Task instructions
After finding the line with "key, a pure" in the entries below, retype exactly each line from there through the line with "already canonical parts", including that final line.
━━ Dataset extract
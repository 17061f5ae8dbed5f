//! Storage configuration resolved from the environment.

use serde::{Deserialize, Serialize};
use std::time::Duration;

use crate::db::get_db_path;
use goaltrack_core::constants::{COMPLETION_NOTIFICATION_DELAY, DEFAULT_GOALS_STORAGE_KEY};
use goaltrack_core::goals::GoalServiceConfig;

/// Environment variable overriding the goals slot name.
pub const GOALS_KEY_ENV: &str = "GOALTRACK_GOALS_KEY";

#[derive(Debug, Clone, PartialEq, Eq, Serialize, Deserialize)]
#[serde(rename_all = "camelCase")]
pub struct StorageConfig {
    /// SQLite database file.
    pub db_path: String,
    /// Slot holding the goal collection.
    pub goals_storage_key: String,
    /// Delay of the goal-completed notification, in milliseconds.
    pub completion_notification_delay_ms: u64,
}

impl StorageConfig {
    pub fn new(db_path: impl Into<String>) -> Self {
        Self {
            db_path: db_path.into(),
            goals_storage_key: DEFAULT_GOALS_STORAGE_KEY.to_string(),
            completion_notification_delay_ms: COMPLETION_NOTIFICATION_DELAY.as_millis() as u64,
        }
    }

    /// Builds the configuration for an application data directory.
    ///
    /// `DATABASE_URL` overrides the database location and
    /// `GOALTRACK_GOALS_KEY` overrides the slot name.
    pub fn from_env(app_data_dir: &str) -> Self {
        let mut config = Self::new(get_db_path(app_data_dir));
        if let Ok(key) = std::env::var(GOALS_KEY_ENV) {
            if !key.trim().is_empty() {
                config.goals_storage_key = key.trim().to_string();
            }
        }
        config
    }

    pub fn goal_service_config(&self) -> GoalServiceConfig {
        GoalServiceConfig {
            storage_key: self.goals_storage_key.clone(),
            completion_notification_delay: Duration::from_millis(
                self.completion_notification_delay_ms,
            ),
        }
    }
}
use serde::{Deserialize, Serialize};
use std::collections::{BTreeMap, BTreeSet};

use crate::model::Id;

/// One selectable value of an attribute group
#[derive(Debug, Clone, PartialEq, Eq, Serialize, Deserialize)]
pub struct AttributeOption {
    pub value: String,
    pub label: String,
}

impl AttributeOption {
    pub fn new(value: impl Into<String>, label: impl Into<String>) -> Self {
        Self {
            value: value.into(),
            label: label.into(),
        }
    }
}

/// A named axis of variation (e.g. Color) with a fixed, ordered option set.
/// Groups come from the attribute catalog and do not change during a session.
#[derive(Debug, Clone, PartialEq, Eq, Serialize, Deserialize)]
pub struct AttributeGroup {
    pub id: Id,
    pub name: String,
    #[serde(default)]
    pub options: Vec<AttributeOption>,
}

impl AttributeGroup {
    pub fn new(id: impl Into<Id>, name: impl Into<String>, options: Vec<AttributeOption>) -> Self {
        Self {
            id: id.into(),
            name: name.into(),
            options,
        }
    }

    /// Label for an option value, falling back to the raw value
    pub fn label_for(&self, value: &str) -> String {
        self.options
            .iter()
            .find(|o| o.value == value)
            .map(|o| o.label.clone())
            .unwrap_or_else(|| value.to_string())
    }

    /// Position of a value in the option list, `None` for values the catalog
    /// does not know about
    pub fn option_position(&self, value: &str) -> Option<usize> {
        self.options.iter().position(|o| o.value == value)
    }
}

/// Group id → selected option values. Order within a group is irrelevant.
#[derive(Debug, Clone, Default, PartialEq, Eq, Serialize, Deserialize)]
#[serde(transparent)]
pub struct SelectionState {
    groups: BTreeMap<Id, BTreeSet<String>>,
}

impl SelectionState {
    pub fn new() -> Self {
        Self::default()
    }

    pub fn values(&self, group_id: &str) -> Option<&BTreeSet<String>> {
        self.groups.get(group_id)
    }

    pub fn is_selected(&self, group_id: &str, value: &str) -> bool {
        self.groups
            .get(group_id)
            .map(|values| values.contains(value))
            .unwrap_or(false)
    }

    pub fn select(&mut self, group_id: &str, value: &str) {
        self.groups
            .entry(group_id.to_string())
            .or_default()
            .insert(value.to_string());
    }

    pub fn deselect(&mut self, group_id: &str, value: &str) {
        if let Some(values) = self.groups.get_mut(group_id) {
            values.remove(value);
            if values.is_empty() {
                self.groups.remove(group_id);
            }
        }
    }

    /// Flip a value; returns whether it is selected afterwards
    pub fn toggle(&mut self, group_id: &str, value: &str) -> bool {
        if self.is_selected(group_id, value) {
            self.deselect(group_id, value);
            false
        } else {
            self.select(group_id, value);
            true
        }
    }

    pub fn set_group<I, V>(&mut self, group_id: &str, values: I)
    where
        I: IntoIterator<Item = V>,
        V: Into<String>,
    {
        let values: BTreeSet<String> = values.into_iter().map(Into::into).collect();
        if values.is_empty() {
            self.groups.remove(group_id);
        } else {
            self.groups.insert(group_id.to_string(), values);
        }
    }

    pub fn clear_group(&mut self, group_id: &str) {
        self.groups.remove(group_id);
    }

    /// Groups with at least one selected value
    pub fn active_groups(&self) -> impl Iterator<Item = (&Id, &BTreeSet<String>)> {
        self.groups.iter().filter(|(_, values)| !values.is_empty())
    }

    pub fn is_empty(&self) -> bool {
        self.active_groups().next().is_none()
    }
}

#[cfg(test)]
mod tests {
    use super::*;

    #[test]
    fn test_label_falls_back_to_raw_value() {
        let group = AttributeGroup::new(
            "color",
            "Color",
            vec![AttributeOption::new("red", "Crimson Red")],
        );
        assert_eq!(group.label_for("red"), "Crimson Red");
        assert_eq!(group.label_for("teal"), "teal");
    }

    #[test]
    fn test_selection_toggle_drops_empty_groups() {
        let mut selection = SelectionState::new();
        assert!(selection.toggle("size", "M"));
        assert!(selection.is_selected("size", "M"));
        assert!(!selection.toggle("size", "M"));
        assert!(selection.values("size").is_none());
        assert!(selection.is_empty());
    }

    #[test]
    fn test_set_group_with_no_values_clears_it() {
        let mut selection = SelectionState::new();
        selection.set_group("size", ["S", "M"]);
        assert_eq!(selection.values("size").map(|v| v.len()), Some(2));
        selection.set_group("size", Vec::<String>::new());
        assert!(selection.is_empty());
    }
}
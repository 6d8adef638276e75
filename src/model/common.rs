use serde::{Deserialize, Serialize};
use uuid::Uuid;

pub type Id = String;

/// Stable per-row correlation id between a row descriptor and its image part
pub type ClientIndex = u32;

pub fn generate_id() -> Id {
    Uuid::new_v4().to_string()
}

/// A scalar coming back from the backend that may be either a JSON string or a
/// JSON number (prices, quantities and ids are not consistently typed).
#[derive(Debug, Clone, PartialEq, Serialize, Deserialize)]
#[serde(untagged)]
pub enum RemoteScalar {
    Text(String),
    Number(serde_json::Number),
}

impl RemoteScalar {
    /// Trimmed text form, `None` when empty
    pub fn as_text(&self) -> Option<String> {
        let text = match self {
            RemoteScalar::Text(s) => s.trim().to_string(),
            RemoteScalar::Number(n) => n.to_string(),
        };
        if text.is_empty() {
            None
        } else {
            Some(text)
        }
    }
}

impl From<&str> for RemoteScalar {
    fn from(value: &str) -> Self {
        RemoteScalar::Text(value.to_string())
    }
}

impl From<i64> for RemoteScalar {
    fn from(value: i64) -> Self {
        RemoteScalar::Number(serde_json::Number::from(value))
    }
}
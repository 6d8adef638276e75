use axum::{
    routing::{get, patch, post, put},
    Router,
};

use crate::api::handlers::{self, AppState};

pub fn create_router() -> Router<AppState> {
    Router::new()
        // Health check
        .route("/health", get(handlers::health_check))
        // Editing sessions
        .route("/sessions", post(handlers::create_session))
        .route(
            "/sessions/:session_id",
            get(handlers::get_session).delete(handlers::delete_session),
        )
        .route("/sessions/:session_id/hydrate", post(handlers::hydrate_session))
        // Selection
        .route(
            "/sessions/:session_id/selection/:group_id",
            put(handlers::set_group_selection),
        )
        .route(
            "/sessions/:session_id/selection/:group_id/toggle",
            post(handlers::toggle_option),
        )
        // Rows and images
        .route(
            "/sessions/:session_id/rows/:client_index",
            patch(handlers::update_row),
        )
        .route(
            "/sessions/:session_id/rows/:client_index/image",
            put(handlers::upload_row_image).delete(handlers::remove_row_image),
        )
        // Submission
        .route(
            "/sessions/:session_id/submission",
            post(handlers::prepare_submission),
        )
        .route(
            "/sessions/:session_id/submission/complete",
            post(handlers::complete_submission),
        )
}
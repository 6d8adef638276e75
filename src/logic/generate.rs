use itertools::Itertools;
use log::{debug, warn};
use std::collections::BTreeSet;

use crate::error::{MatrixError, MatrixResult};
use crate::logic::canonicalize::canonicalize;
use crate::model::{AttributeGroup, ClientIndex, PartRef, SelectionState, VariantRow};

/// Builds the Cartesian product of selected option values across groups
pub struct CombinationGenerator;

impl CombinationGenerator {
    /// Generate one draft row per combination of selected values.
    ///
    /// Groups without a selected value do not participate. Returns
    /// `CapExceeded` without expanding anything when the product of the
    /// per-group counts is above `cap`.
    pub fn generate(
        groups: &[AttributeGroup],
        selection: &SelectionState,
        cap: usize,
    ) -> MatrixResult<Vec<VariantRow>> {
        let axes = Self::participating_parts(groups, selection);
        if axes.is_empty() {
            return Ok(Vec::new());
        }

        let total = Self::count(&axes);
        if total > cap {
            warn!(
                "Refusing to generate {} combinations across {} groups (cap {})",
                total,
                axes.len(),
                cap
            );
            return Err(MatrixError::CapExceeded { total, cap });
        }

        let rows: Vec<VariantRow> = axes
            .into_iter()
            .multi_cartesian_product()
            .enumerate()
            .map(|(position, tuple)| {
                let (parts, key) = canonicalize(tuple);
                VariantRow::draft(key, parts, position as ClientIndex)
            })
            .collect();

        debug!("Generated {} draft variant rows", rows.len());
        Ok(rows)
    }

    /// Number of combinations the selection would produce, without building
    /// them
    pub fn total_combinations(groups: &[AttributeGroup], selection: &SelectionState) -> usize {
        let axes = Self::participating_parts(groups, selection);
        if axes.is_empty() {
            0
        } else {
            Self::count(&axes)
        }
    }

    fn count(axes: &[Vec<PartRef>]) -> usize {
        axes.iter()
            .fold(1usize, |acc, axis| acc.saturating_mul(axis.len()))
    }

    /// Per-group part lists in catalog order, values in option order. Groups
    /// the catalog does not know come last, named after their id.
    fn participating_parts(
        groups: &[AttributeGroup],
        selection: &SelectionState,
    ) -> Vec<Vec<PartRef>> {
        let mut axes = Vec::new();

        for group in groups {
            let Some(values) = selection.values(&group.id) else {
                continue;
            };
            if values.is_empty() {
                continue;
            }
            // stable: unknown values keep their sorted set order
            let ordered = values
                .iter()
                .sorted_by_key(|v| group.option_position(v).unwrap_or(usize::MAX));
            axes.push(
                ordered
                    .map(|v| PartRef::new(&group.id, &group.name, v, group.label_for(v)))
                    .collect(),
            );
        }

        let known: BTreeSet<&str> = groups.iter().map(|g| g.id.as_str()).collect();
        for (group_id, values) in selection.active_groups() {
            if known.contains(group_id.as_str()) {
                continue;
            }
            axes.push(
                values
                    .iter()
                    .map(|v| PartRef::new(group_id, group_id, v, v))
                    .collect(),
            );
        }

        axes
    }
}
use serde::{Deserialize, Serialize};

use crate::model::{ClientIndex, Id};

/// One coordinate of a variant combination
#[derive(Debug, Clone, PartialEq, Eq, Serialize, Deserialize)]
#[serde(rename_all = "camelCase")]
pub struct PartRef {
    pub group_id: Id,
    pub group_name: String,
    pub value: String,
    pub value_label: String,
}

impl PartRef {
    pub fn new(
        group_id: impl Into<Id>,
        group_name: impl Into<String>,
        value: impl Into<String>,
        value_label: impl Into<String>,
    ) -> Self {
        Self {
            group_id: group_id.into(),
            group_name: group_name.into(),
            value: value.into(),
            value_label: value_label.into(),
        }
    }
}

/// A file picked by the operator but not yet uploaded
#[derive(Debug, Clone, PartialEq, Eq, Serialize)]
#[serde(rename_all = "camelCase")]
pub struct LocalFile {
    pub file_name: String,
    pub content_type: String,
    #[serde(skip_serializing)]
    pub bytes: Vec<u8>,
}

impl LocalFile {
    pub fn new(file_name: impl Into<String>, content_type: impl Into<String>, bytes: Vec<u8>) -> Self {
        Self {
            file_name: file_name.into(),
            content_type: content_type.into(),
            bytes,
        }
    }

    pub fn size(&self) -> usize {
        self.bytes.len()
    }
}

/// Photo attached to a variant row. A row's image is either a local pending
/// upload or a pointer to something the backend already stores, never both.
#[derive(Debug, Clone, PartialEq, Eq, Serialize)]
#[serde(tag = "kind", rename_all = "camelCase")]
pub enum ImageRef {
    #[serde(rename_all = "camelCase")]
    Pending { file: LocalFile, preview_url: String },
    #[serde(rename_all = "camelCase")]
    Stored { url: String, remote_path: String },
}

impl ImageRef {
    pub fn is_pending(&self) -> bool {
        matches!(self, ImageRef::Pending { .. })
    }

    pub fn preview_url(&self) -> Option<&str> {
        match self {
            ImageRef::Pending { preview_url, .. } => Some(preview_url),
            ImageRef::Stored { .. } => None,
        }
    }

    pub fn remote_path(&self) -> Option<&str> {
        match self {
            ImageRef::Stored { remote_path, .. } => Some(remote_path),
            ImageRef::Pending { .. } => None,
        }
    }
}

pub const DEFAULT_PRICE_EXTRA: &str = "0";

/// One purchasable combination and the operator's edits on it
#[derive(Debug, Clone, PartialEq, Eq, Serialize)]
#[serde(rename_all = "camelCase")]
pub struct VariantRow {
    /// Canonical `groupId:value` key, a pure function of `parts`
    pub key: String,
    /// Sorted by `(group_id, value)`
    pub parts: Vec<PartRef>,
    pub price_extra: String,
    pub sku: String,
    pub quantity: String,
    pub image: Option<ImageRef>,
    pub server_id: Option<String>,
    pub client_index: ClientIndex,
}

impl VariantRow {
    /// Fresh row with default field values for already canonical parts
    pub fn draft(key: String, parts: Vec<PartRef>, client_index: ClientIndex) -> Self {
        Self {
            key,
            parts,
            price_extra: DEFAULT_PRICE_EXTRA.to_string(),
            sku: String::new(),
            quantity: String::new(),
            image: None,
            server_id: None,
            client_index,
        }
    }

    /// Apply an operator edit; fields left `None` are untouched
    pub fn apply_edit(&mut self, edit: &RowEdit) {
        if let Some(price_extra) = &edit.price_extra {
            self.price_extra = price_extra.clone();
        }
        if let Some(sku) = &edit.sku {
            self.sku = sku.clone();
        }
        if let Some(quantity) = &edit.quantity {
            self.quantity = quantity.clone();
        }
    }
}

/// Row-local field edit
#[derive(Debug, Clone, Default, PartialEq, Eq, Serialize, Deserialize)]
#[serde(rename_all = "camelCase")]
pub struct RowEdit {
    #[serde(default, skip_serializing_if = "Option::is_none")]
    pub price_extra: Option<String>,
    #[serde(default, skip_serializing_if = "Option::is_none")]
    pub sku: Option<String>,
    #[serde(default, skip_serializing_if = "Option::is_none")]
    pub quantity: Option<String>,
}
━━━━
Output
    /// Canonical `groupId:value` key, a pure function of `parts`
    pub key: String,
    /// Sorted by `(group_id, value)`
    pub parts: Vec<PartRef>,
    pub price_extra: String,
    pub sku: String,
    pub quantity: String,
    pub image: Option<ImageRef>,
    pub server_id: Option<String>,
    pub client_index: ClientIndex,
}

impl VariantRow {
    /// Fresh row with default field values for already canonical parts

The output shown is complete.